O julgamento da ação penal sobre a tentativa de golpe de Estado, que envolve o ex-presidente Jair Bolsonaro e outros réus, prossegue no Supremo Tribunal Federal (STF). Durante a sessão, o ministro Luiz Fux se absteve de mencionar precedentes de colegas, considerando essa prática “desconfortável e deselegante”. Sua declaração gerou especulações entre os presentes.
Fux, ao votar, analisou a preliminar de “document dump”, que se refere ao excesso de documentos apresentados pelos advogados dos réus. Ele é o terceiro a proferir seu voto, após os ministros Alexandre de Moraes e Flávio Dino, que haviam citado decisões anteriores de Fux em seus posicionamentos. Moraes, relator do caso, lembrou de um julgamento sobre o juiz de garantias, enquanto Dino destacou a posição de Fux sobre crimes contra o Estado Democrático de Direito.

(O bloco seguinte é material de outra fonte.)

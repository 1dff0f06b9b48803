//! Per-account label set.

/// Build `apiUrl="..",account=".."` for one account.
///
/// Values are copied verbatim; embedded quotes are not escaped.
pub fn account_labels(api_url: &str, account_id: &str) -> String {
    format!("apiUrl=\"{api_url}\",account=\"{account_id}\"")
}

A fala de Fux, que se dirigiu ao presidente da Primeira Turma, Cristiano Zanin, foi notada por sua singularidade, já que os outros ministros haviam recorrido a precedentes. O contexto do julgamento é tenso, com a possibilidade de condenação dos réus por tentativa de golpe, o que torna as manifestações dos ministros ainda mais relevantes. A análise de Fux sobre a preliminar de “document dump” pode influenciar o andamento do processo e as decisões futuras do STF.